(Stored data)
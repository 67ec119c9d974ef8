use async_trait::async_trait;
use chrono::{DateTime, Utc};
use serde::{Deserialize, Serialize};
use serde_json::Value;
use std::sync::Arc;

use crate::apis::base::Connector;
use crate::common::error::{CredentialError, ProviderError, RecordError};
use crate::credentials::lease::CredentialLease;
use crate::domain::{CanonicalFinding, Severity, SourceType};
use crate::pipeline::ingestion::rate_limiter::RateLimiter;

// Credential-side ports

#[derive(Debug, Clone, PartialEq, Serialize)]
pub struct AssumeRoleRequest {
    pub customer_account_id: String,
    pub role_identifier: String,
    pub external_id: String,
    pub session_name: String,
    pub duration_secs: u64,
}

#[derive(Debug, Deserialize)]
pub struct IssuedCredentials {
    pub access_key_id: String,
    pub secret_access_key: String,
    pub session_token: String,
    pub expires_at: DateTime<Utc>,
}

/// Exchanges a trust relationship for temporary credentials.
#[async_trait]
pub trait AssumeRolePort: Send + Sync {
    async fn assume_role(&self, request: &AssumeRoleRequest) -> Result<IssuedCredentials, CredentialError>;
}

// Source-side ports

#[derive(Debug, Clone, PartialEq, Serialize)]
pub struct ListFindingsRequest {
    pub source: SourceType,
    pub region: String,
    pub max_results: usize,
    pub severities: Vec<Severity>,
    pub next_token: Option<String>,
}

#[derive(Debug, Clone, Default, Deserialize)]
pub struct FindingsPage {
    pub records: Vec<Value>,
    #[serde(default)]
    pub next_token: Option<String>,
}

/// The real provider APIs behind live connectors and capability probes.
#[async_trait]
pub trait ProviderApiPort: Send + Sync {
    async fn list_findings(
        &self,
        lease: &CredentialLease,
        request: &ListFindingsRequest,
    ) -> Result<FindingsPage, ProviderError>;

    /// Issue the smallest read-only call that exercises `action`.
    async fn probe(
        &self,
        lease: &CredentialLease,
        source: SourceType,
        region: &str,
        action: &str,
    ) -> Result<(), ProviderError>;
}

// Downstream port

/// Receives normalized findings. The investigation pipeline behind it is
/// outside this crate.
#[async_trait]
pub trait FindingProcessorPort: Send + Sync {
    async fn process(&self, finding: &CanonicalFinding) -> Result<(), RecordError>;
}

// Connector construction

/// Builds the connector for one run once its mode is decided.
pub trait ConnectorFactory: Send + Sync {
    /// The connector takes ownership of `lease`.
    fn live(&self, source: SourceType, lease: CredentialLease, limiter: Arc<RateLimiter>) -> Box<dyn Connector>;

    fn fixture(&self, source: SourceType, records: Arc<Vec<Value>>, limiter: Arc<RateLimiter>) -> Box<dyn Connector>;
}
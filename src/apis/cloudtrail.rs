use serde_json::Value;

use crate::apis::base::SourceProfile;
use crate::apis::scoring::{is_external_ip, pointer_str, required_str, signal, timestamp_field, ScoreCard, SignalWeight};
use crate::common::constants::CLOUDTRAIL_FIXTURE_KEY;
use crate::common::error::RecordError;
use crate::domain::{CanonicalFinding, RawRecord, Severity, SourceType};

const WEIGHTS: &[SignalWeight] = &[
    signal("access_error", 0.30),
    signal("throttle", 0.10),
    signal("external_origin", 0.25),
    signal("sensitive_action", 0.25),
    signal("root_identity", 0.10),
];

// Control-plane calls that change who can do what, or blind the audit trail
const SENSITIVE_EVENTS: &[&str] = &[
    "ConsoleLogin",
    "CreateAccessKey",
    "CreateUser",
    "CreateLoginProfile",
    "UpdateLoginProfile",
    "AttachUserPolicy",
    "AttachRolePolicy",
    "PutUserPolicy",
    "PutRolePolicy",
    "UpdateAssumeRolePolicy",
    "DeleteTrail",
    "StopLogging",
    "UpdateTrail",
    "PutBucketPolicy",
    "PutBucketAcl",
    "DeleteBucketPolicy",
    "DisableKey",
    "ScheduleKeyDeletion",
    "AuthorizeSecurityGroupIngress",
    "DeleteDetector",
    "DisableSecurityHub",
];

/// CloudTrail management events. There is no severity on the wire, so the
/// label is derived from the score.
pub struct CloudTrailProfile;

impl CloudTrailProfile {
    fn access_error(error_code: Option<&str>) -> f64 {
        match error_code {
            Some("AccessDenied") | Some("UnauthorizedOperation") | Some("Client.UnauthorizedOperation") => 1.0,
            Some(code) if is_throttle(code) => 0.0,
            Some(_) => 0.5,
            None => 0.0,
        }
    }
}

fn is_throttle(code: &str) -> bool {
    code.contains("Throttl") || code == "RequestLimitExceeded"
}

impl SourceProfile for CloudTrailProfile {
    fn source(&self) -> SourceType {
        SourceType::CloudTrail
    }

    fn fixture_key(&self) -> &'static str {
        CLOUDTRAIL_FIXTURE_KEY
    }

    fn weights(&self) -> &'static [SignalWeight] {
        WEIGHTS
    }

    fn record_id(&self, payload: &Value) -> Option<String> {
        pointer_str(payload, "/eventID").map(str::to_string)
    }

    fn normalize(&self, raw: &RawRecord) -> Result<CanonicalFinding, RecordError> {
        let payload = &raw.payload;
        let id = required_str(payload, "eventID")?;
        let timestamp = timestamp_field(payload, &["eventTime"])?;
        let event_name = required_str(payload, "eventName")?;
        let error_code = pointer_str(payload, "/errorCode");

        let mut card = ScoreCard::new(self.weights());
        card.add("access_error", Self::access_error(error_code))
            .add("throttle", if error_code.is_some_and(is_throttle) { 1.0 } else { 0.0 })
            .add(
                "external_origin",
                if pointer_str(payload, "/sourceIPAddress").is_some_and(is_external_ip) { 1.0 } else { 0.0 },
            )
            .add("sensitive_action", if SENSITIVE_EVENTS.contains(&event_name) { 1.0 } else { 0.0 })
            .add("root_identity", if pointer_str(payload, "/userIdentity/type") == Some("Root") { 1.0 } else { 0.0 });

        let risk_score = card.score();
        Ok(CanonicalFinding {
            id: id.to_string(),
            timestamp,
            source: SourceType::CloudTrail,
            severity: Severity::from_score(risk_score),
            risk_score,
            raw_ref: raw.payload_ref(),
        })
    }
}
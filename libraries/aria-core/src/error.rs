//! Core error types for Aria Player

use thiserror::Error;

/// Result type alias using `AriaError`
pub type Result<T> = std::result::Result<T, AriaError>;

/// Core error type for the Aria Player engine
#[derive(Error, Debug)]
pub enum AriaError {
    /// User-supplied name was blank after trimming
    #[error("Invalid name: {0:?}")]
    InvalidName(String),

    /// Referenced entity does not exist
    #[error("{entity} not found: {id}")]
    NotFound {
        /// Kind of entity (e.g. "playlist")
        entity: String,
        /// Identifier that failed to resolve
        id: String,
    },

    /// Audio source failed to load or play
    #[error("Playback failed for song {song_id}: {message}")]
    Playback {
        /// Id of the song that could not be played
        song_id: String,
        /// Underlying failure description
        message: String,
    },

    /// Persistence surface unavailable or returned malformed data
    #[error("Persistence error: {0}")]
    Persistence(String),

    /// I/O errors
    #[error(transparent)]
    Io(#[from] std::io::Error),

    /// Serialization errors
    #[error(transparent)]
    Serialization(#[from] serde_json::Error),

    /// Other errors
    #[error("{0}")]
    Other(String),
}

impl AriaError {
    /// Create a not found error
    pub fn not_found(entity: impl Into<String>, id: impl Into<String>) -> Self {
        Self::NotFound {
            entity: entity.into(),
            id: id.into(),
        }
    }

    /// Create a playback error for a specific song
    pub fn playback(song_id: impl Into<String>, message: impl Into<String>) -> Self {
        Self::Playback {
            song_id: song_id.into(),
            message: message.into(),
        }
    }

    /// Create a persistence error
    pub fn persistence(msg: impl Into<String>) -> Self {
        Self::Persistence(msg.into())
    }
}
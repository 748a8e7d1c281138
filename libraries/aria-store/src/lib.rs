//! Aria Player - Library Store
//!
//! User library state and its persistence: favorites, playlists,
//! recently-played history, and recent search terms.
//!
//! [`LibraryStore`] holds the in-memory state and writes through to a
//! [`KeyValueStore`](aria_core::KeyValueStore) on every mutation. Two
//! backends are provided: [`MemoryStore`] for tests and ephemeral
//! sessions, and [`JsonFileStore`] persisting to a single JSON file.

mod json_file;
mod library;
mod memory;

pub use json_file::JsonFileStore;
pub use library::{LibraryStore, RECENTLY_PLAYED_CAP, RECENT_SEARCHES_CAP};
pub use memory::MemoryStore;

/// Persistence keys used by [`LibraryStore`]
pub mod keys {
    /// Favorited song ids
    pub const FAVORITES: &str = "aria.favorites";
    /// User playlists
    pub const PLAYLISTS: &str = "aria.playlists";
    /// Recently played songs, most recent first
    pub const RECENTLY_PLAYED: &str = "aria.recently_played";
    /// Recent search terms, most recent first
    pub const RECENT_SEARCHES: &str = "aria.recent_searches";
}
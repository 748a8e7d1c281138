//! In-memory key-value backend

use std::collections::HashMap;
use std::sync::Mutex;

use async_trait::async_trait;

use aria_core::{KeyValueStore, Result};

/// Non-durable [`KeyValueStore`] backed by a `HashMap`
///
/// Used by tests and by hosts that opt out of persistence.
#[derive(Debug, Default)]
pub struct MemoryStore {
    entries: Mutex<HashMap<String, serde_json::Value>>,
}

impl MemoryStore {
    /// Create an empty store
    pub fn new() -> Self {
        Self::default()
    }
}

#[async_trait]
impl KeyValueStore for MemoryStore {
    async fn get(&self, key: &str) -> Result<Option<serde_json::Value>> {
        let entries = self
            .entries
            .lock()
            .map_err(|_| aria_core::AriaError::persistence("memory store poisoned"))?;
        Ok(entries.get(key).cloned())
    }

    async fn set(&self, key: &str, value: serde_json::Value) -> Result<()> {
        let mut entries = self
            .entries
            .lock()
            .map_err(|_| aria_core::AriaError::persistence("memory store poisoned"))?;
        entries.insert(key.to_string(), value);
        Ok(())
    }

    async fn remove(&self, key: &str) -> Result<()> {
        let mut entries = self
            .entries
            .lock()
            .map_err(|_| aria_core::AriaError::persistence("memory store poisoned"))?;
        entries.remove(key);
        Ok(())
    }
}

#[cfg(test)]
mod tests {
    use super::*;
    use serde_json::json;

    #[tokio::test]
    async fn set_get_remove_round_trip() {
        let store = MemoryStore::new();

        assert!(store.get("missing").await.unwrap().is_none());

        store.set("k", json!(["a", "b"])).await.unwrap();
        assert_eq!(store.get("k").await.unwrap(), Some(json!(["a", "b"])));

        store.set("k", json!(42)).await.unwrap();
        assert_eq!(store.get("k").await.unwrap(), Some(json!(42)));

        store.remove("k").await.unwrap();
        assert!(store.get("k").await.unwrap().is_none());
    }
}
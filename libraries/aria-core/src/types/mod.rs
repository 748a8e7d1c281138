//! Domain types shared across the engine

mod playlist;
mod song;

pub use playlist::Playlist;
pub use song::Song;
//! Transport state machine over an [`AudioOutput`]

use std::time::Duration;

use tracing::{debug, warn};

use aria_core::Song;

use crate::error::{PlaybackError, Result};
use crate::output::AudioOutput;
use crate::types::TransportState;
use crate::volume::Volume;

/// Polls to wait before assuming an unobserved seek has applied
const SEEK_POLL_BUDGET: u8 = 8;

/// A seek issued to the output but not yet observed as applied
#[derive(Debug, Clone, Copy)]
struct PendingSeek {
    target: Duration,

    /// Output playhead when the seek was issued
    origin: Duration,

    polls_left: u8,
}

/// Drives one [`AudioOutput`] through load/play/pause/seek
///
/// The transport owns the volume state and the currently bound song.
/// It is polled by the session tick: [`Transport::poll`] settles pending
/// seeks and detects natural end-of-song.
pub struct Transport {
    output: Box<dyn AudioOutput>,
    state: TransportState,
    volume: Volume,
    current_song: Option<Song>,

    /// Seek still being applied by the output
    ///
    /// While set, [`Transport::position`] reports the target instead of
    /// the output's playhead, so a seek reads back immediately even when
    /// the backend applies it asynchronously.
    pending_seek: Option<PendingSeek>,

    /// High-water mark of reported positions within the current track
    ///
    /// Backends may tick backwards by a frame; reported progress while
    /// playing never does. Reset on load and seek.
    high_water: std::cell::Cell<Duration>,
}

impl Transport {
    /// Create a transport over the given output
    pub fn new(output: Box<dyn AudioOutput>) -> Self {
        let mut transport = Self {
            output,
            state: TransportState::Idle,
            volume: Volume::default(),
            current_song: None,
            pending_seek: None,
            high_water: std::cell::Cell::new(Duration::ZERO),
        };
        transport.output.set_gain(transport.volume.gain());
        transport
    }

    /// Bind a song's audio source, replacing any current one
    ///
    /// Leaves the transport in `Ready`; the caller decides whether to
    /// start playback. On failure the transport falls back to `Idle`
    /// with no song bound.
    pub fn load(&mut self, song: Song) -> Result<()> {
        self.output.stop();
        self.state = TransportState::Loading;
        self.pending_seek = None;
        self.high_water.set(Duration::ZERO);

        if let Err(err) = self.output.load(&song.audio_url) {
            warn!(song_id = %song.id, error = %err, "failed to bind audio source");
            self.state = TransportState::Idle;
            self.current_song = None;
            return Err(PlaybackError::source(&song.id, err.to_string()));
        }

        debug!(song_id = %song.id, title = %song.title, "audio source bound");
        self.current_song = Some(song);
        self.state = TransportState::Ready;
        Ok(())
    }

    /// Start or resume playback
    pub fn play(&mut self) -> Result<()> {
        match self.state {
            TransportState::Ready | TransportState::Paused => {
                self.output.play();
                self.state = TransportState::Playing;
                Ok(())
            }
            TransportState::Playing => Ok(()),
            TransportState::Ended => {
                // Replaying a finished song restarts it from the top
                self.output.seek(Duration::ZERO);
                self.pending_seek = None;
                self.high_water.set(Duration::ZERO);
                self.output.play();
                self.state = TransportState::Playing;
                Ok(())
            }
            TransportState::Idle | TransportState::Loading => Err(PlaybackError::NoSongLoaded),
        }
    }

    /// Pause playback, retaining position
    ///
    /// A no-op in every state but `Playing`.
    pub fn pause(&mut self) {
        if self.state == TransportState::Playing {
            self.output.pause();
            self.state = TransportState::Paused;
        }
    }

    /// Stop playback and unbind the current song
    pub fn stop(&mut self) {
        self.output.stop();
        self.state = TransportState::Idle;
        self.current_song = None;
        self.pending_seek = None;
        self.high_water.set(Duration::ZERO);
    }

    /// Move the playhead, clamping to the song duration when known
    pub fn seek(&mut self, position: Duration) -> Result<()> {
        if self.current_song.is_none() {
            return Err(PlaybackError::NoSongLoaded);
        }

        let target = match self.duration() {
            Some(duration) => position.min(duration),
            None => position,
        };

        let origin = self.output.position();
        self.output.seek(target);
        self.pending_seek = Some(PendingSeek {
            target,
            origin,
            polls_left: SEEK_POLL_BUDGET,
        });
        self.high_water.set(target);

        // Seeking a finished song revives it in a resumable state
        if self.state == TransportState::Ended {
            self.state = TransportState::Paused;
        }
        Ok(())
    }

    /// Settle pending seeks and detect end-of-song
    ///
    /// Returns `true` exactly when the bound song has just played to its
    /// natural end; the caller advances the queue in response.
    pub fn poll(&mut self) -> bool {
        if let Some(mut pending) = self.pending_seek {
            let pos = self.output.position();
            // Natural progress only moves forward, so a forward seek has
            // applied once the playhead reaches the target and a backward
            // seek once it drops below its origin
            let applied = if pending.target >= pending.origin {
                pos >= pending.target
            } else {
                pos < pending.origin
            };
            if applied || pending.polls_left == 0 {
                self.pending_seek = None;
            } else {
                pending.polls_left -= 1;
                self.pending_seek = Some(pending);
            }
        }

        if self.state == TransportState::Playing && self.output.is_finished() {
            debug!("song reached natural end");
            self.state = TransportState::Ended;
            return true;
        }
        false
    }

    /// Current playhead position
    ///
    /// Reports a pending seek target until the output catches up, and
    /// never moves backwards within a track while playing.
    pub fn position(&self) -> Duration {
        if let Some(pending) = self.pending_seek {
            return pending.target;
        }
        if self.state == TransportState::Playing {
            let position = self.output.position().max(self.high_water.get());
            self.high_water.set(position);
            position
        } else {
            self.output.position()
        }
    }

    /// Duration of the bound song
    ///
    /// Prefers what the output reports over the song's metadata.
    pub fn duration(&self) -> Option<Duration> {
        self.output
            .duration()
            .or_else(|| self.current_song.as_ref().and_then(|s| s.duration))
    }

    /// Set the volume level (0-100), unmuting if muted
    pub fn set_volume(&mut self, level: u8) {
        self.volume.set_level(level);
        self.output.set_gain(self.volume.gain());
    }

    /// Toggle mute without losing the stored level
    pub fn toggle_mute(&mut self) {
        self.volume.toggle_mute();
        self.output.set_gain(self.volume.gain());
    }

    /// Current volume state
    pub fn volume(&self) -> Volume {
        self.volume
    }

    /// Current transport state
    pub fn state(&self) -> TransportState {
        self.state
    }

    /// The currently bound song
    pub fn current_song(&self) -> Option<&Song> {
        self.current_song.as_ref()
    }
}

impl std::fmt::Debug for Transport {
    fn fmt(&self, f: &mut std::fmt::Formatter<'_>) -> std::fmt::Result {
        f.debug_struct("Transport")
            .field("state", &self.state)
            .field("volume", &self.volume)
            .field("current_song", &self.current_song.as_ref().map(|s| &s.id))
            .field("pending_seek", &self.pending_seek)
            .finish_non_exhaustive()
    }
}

• [Task to carry out]: Lines from the top of the entries through the line with "pub trait FindingProcessorPort: Send" are to be transcribed exactly, and nothing more.

• [Answer to the problem]:
repository 67ec119c9d974ef8
use async_trait::async_trait;
use chrono::{DateTime, Utc};
use serde::{Deserialize, Serialize};
use serde_json::Value;
use std::sync::Arc;

use crate::apis::base::Connector;
use crate::common::error::{CredentialError, ProviderError, RecordError};
use crate::credentials::lease::CredentialLease;
use crate::domain::{CanonicalFinding, Severity, SourceType};
use crate::pipeline::ingestion::rate_limiter::RateLimiter;

// Credential-side ports

#[derive(Debug, Clone, PartialEq, Serialize)]
pub struct AssumeRoleRequest {
    pub customer_account_id: String,
    pub role_identifier: String,
    pub external_id: String,
    pub session_name: String,
    pub duration_secs: u64,
}

#[derive(Debug, Deserialize)]
pub struct IssuedCredentials {
    pub access_key_id: String,
    pub secret_access_key: String,
    pub session_token: String,
    pub expires_at: DateTime<Utc>,
}

/// Exchanges a trust relationship for temporary credentials.
#[async_trait]
pub trait AssumeRolePort: Send + Sync {
    async fn assume_role(&self, request: &AssumeRoleRequest) -> Result<IssuedCredentials, CredentialError>;
}

// Source-side ports

#[derive(Debug, Clone, PartialEq, Serialize)]
pub struct ListFindingsRequest {
    pub source: SourceType,
    pub region: String,
    pub max_results: usize,
    pub severities: Vec<Severity>,
    pub next_token: Option<String>,
}

#[derive(Debug, Clone, Default, Deserialize)]
pub struct FindingsPage {
    pub records: Vec<Value>,
    #[serde(default)]
    pub next_token: Option<String>,
}

/// The real provider APIs behind live connectors and capability probes.
#[async_trait]
pub trait ProviderApiPort: Send + Sync {
    async fn list_findings(
        &self,
        lease: &CredentialLease,
        request: &ListFindingsRequest,
    ) -> Result<FindingsPage, ProviderError>;

    /// Issue the smallest read-only call that exercises `action`.
    async fn probe(
        &self,
        lease: &CredentialLease,
        source: SourceType,
        region: &str,
        action: &str,
    ) -> Result<(), ProviderError>;
}

// Downstream port

/// Receives normalized findings. The investigation pipeline behind it is
/// outside this crate.
#[async_trait]
pub trait FindingProcessorPort: Send + Sync {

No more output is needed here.